Material provided
impl DetailAnalyzer {
    pub fn new(lexicon: Lexicon) -> anyhow::Result<Self> {
        let polarity = PolarityAnalyzer::with_overlay(&lexicon.polarity_overlay);
        Ok(DetailAnalyzer {
            polarity,
            extractor: CourseExtractor::new()?,
            patterns: TopicPatterns::new()?,
            lexicon,
        })
    }

    /// Returns None when the subset is empty or no course code appears in
    /// any title.
    pub fn analyze(&self, threads: &[Thread]) -> Option<CourseDetails> {
        if threads.is_empty() {
            return None;
        }
        let code = self.dominant_title_code(threads)?;
        let department: String = code.chars().take(2).collect();

        let mut details = CourseDetails {
            code: code.clone(),
            department,
            specific_mentions: threads.len(),
            avg_thread_score: 0.0,
            recent_mentions: 0,
            oldest_thread_date: None,
            newest_thread_date: None,
            is_online_available: false,
            bird_score: 0.0,
            topics: Default::default(),
            components: Default::default(),
            sentiment: Default::default(),
            context: Default::default(),
            bird_term_score: 0.0,
            dept_adjustment: 0.0,
            comment_factor: 0.0,
            level_adjustment: 0.0,
            topic_adjustment: 0.0,
            assessment_penalty: 0.0,
            failure_penalty: 0.0,
            title_sentiment_penalty: 0.0,
            threads: Vec::new(),
        };

        let recent_cutoff = Utc::now() - Duration::days(RECENT_WINDOW_DAYS);
        let mut post_dates: Vec<DateTime<Utc>> = Vec::new();
        let mut total_score = 0i64;
        let mut comment_total = 0i64;
        let mut bird_terms = TermCounts::default();
        let mut compound_sum = 0.0;
        let mut pos_sum = 0.0;
        let mut neu_sum = 0.0;
        let mut neg_sum = 0.0;

        for thread in threads {
            let full_text = format!("{} {}", thread.title, thread.selftext);
            total_score += thread.score;
            comment_total += thread.num_comments.unwrap_or(0);

            // Date parse failures just drop the thread from the recency
            // computation; they are never an error.
            if let Some(created) = &thread.created {
                if let Ok(date) = DateTime::parse_from_rfc3339(created) {
                    let date = date.with_timezone(&Utc);
                    if date > recent_cutoff {
                        details.recent_mentions += 1;
                    }
                    post_dates.push(date);
                }
            }

            if self.patterns.online.is_match(&full_text) {
                details.is_online_available = true;
            }
            self.tally_topics(&full_text, &mut details);
            self.tally_components(&full_text, &mut details);
            self.tally_aspects(&full_text, &mut details);

            if self.patterns.prerequisite.is_match(&full_text) {
                details.context.pre_requisites_mentioned = true;
            }

            let scores = self.polarity.polarity_scores(&full_text);
            compound_sum += scores.compound;
            pos_sum += scores.pos;
            neu_sum += scores.neu;
            neg_sum += scores.neg;
            bird_terms.merge(&self.lexicon.detect_terms(&full_text.to_lowercase()));

            details.threads.push(ThreadRef {
                id: thread.id.clone(),
                title: thread.title.clone(),
                url: thread.url.clone(),
                score: thread.score,
                sentiment: scores.compound,
                title_mention: contains_token(&thread.title, &code),
            });
        }

        let count = threads.len() as f64;
        details.avg_thread_score = total_score as f64 / count;
        if let Some(oldest) = post_dates.iter().min() {
            details.oldest_thread_date = Some(oldest.to_rfc3339());
        }
        if let Some(newest) = post_dates.iter().max() {
            details.newest_thread_date = Some(newest.to_rfc3339());
        }

        // Senior-level courses should have real difficulty discussion; if
        // they do not, the subset is probably off-topic.
        if course_level(&code) >= 300 && details.topics.difficulty < 2 {
            details.context.year_level_appropriate = false;
        }

        let positive_signal = f64::from(details.topics.bird_course) * 2.0
            + details
                .sentiment
                .positive_aspects
                .values()
                .map(|&n| f64::from(n))
                .sum::<f64>();
        let negative_signal = details
            .sentiment
            .negative_aspects
            .values()
            .map(|&n| f64::from(n))
            .sum::<f64>()
            * 1.5
            + if details.topics.difficulty >= 3 {
                f64::from(details.topics.difficulty)
            } else {
                0.0
            };
        details.sentiment.overall_sentiment =
            ((positive_signal - negative_signal) / count * 5.0).clamp(-10.0, 10.0);

        details.sentiment.compound = compound_sum / count;
        details.sentiment.pos = pos_sum / count;
        details.sentiment.neu = neu_sum / count;
        details.sentiment.neg = neg_sum / count;
        details.sentiment.bird_terms = bird_terms;

        details.context.terms = self.common_terms(threads);

        details.bird_term_score =
            details.sentiment.bird_terms.weighted_score(&self.lexicon) / count;
        let title_mentions = details.threads.iter().filter(|t| t.title_mention).count();
        let title_bonus = title_mentions as f64 * TITLE_BONUS_PER_THREAD;
        details.dept_adjustment = self.lexicon.department_adjustment(&details.department);
        details.comment_factor = comment_factor(comment_total, threads.len());
        details.level_adjustment = level_adjustment(&code);

        details.topic_adjustment = f64::from(details.topics.bird_course) * 0.4
            - f64::from(details.topics.difficulty) * 0.25
            - f64::from(details.topics.workload) * 0.15;

        let exam_mentions =
            details.components.exams.midterm + details.components.exams.final_exam;
        details.assessment_penalty = if details.components.exams.difficulty_mentioned {
            -(f64::from(exam_mentions)) * 0.15
        } else {
            -(f64::from(exam_mentions)) * 0.05
        };

        details.failure_penalty =
            -0.4 * f64::from(details.sentiment.bird_terms.failure_mentions()) / count.max(1.0);

        details.title_sentiment_penalty = threads
            .iter()
            .filter(|t| contains_token(&t.title, &code))
            .filter(|t| {
                let lowered = t.title.to_lowercase();
                NEGATIVE_TITLE_TERMS.iter().any(|term| lowered.contains(term))
            })
            .count() as f64
            * -0.2;

        let avg_score = details.avg_thread_score;
        let bird_score = details.sentiment.compound * 2.0
            + (details.specific_mentions as f64 / 5.0).min(1.2)
            + details.sentiment.pos * 1.5
            - details.sentiment.neg * 4.0
            + details.bird_term_score * 1.0
            + (avg_score / 50.0).min(0.6)
            + title_bonus
            + details.dept_adjustment
            + details.comment_factor
            + details.level_adjustment
            + details.topic_adjustment
            + details.assessment_penalty
            + details.failure_penalty
            + details.title_sentiment_penalty;
        details.bird_score = round2(bird_score.clamp(0.0, 10.0));

        Some(details)
    }

    /// Most frequent course code across titles; first-seen wins ties.
    fn dominant_title_code(&self, threads: &[Thread]) -> Option<String> {
        let mut order: Vec<String> = Vec::new();
        let mut counts: HashMap<String, u32> = HashMap::new();
        for thread in threads {
            for code in self.extractor.extract(&thread.title) {
                if !counts.contains_key(&code) {
                    order.push(code.clone());
                }
                *counts.entry(code).or_insert(0) += 1;
            }
        }
        let mut best: Option<(String, u32)> = None;
        for code in order {
            let n = counts.get(&code).copied().unwrap_or(0);
            if best.as_ref().map_or(true, |(_, top)| n > *top) {
                best = Some((code, n));
            }
        }
        best.map(|(code, _)| code)
    }

    fn tally_topics(&self, text: &str, details: &mut CourseDetails) {
        let topics = &mut details.topics;
        for (pattern, counter) in [
            (&self.patterns.difficulty, &mut topics.difficulty),
            (&self.patterns.workload, &mut topics.workload),
            (&self.patterns.bird_course, &mut topics.bird_course),
            (&self.patterns.content, &mut topics.content),
            (&self.patterns.structure, &mut topics.structure),
            (&self.patterns.grading, &mut topics.grading),
        ] {
            if pattern.is_match(text) {
                *counter += 1;
            }
        }
    }

    fn tally_components(&self, text: &str, details: &mut CourseDetails) {
        let has_midterm = self.patterns.midterm.is_match(text);
        let has_final = self.patterns.final_exam.is_match(text);
        let has_assignment = self.patterns.assignment.is_match(text);
        let has_paper = self.patterns.paper.is_match(text);

        let exams = &mut details.components.exams;
        if has_midterm {
            exams.midterm += 1;
            exams.total += 1;
        }
        if has_final {
            exams.final_exam += 1;
            exams.total += 1;
        }

        let assignments = &mut details.components.assignments;
        if has_assignment {
            assignments.count += 1;
            assignments.total += 1;
        }
        if has_paper {
            assignments.papers += 1;
            assignments.total += 1;
        }

        let assessments = &mut details.components.assessments;
        for (pattern, counter) in [
            (&self.patterns.quiz, &mut assessments.quizzes),
            (&self.patterns.lab, &mut assessments.labs),
            (&self.patterns.attendance, &mut assessments.attendance),
            (&self.patterns.participation, &mut assessments.participation),
            (&self.patterns.presentation, &mut assessments.presentations),
            (&self.patterns.project, &mut assessments.projects),
            (&self.patterns.group, &mut assessments.group_work),
        ] {
            if pattern.is_match(text) {
                *counter += 1;
            }
        }

        if self.patterns.weight.is_match(text) {
            if has_midterm || has_final {
                details.components.exams.weight_mentioned = true;
            }
            if has_assignment || has_paper {
                details.components.assignments.weight_mentioned = true;
            }
        }
        if self.patterns.difficulty.is_match(text) {
            if has_midterm || has_final {
                details.components.exams.difficulty_mentioned = true;
            }
            if has_assignment || has_paper {
                details.components.assignments.difficulty_mentioned = true;
            }
        }
    }

    fn tally_aspects(&self, text: &str, details: &mut CourseDetails) {
        let sentiment = &mut details.sentiment;
        for (name, pattern) in [
            ("fair", &self.patterns.fair),
            ("interesting", &self.patterns.interesting),
            ("helpful", &self.patterns.helpful),
            ("organized", &self.patterns.organized),
        ] {
            if pattern.is_match(text) {
                *sentiment
                    .positive_aspects
                    .entry(name.to_string())
                    .or_insert(0) += 1;
            }
        }
        for (name, pattern) in [
            ("boring", &self.patterns.boring),
            ("useless", &self.patterns.useless),
            ("confusing", &self.patterns.confusing),
            ("stressful", &self.patterns.stressful),
        ] {
            if pattern.is_match(text) {
                *sentiment
                    .negative_aspects
                    .entry(name.to_string())
                    .or_insert(0) += 1;
            }
        }
    }

    /// Top terms by frequency across the subset, stop words removed.
    fn common_terms(&self, threads: &[Thread]) -> Vec<(String, u32)> {
        let all_text = threads
            .iter()
            .map(|t| format!("{} {}", t.title, t.selftext))
            .collect::<Vec<_>>()
            .join(" ")
            .to_lowercase();

        let mut order: Vec<String> = Vec::new();
        let mut counts: HashMap<String, u32> = HashMap::new();
        for m in self.patterns.word.find_iter(&all_text) {
            let word = m.as_str();
            if STOP_WORDS.contains(&word) {
                continue;
            }
            if !counts.contains_key(word) {
                order.push(word.to_string());
            }
            *counts.entry(word.to_string()).or_insert(0) += 1;
        }

        let mut terms: Vec<(String, u32)> = order
            .into_iter()
            .map(|word| {
                let n = counts.get(&word).copied().unwrap_or(0);
                (word, n)
            })
            .collect();
        terms.sort_by(|a, b| b.1.cmp(&a.1));
        terms.truncate(10);
        terms
    }
}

Task goal
Filter the entries and copy out every line with the word "scores".

Answer box
            let scores = self.polarity.polarity_scores(&full_text);
            compound_sum += scores.compound;
            pos_sum += scores.pos;
            neu_sum += scores.neu;
            neg_sum += scores.neg;
                sentiment: scores.compound,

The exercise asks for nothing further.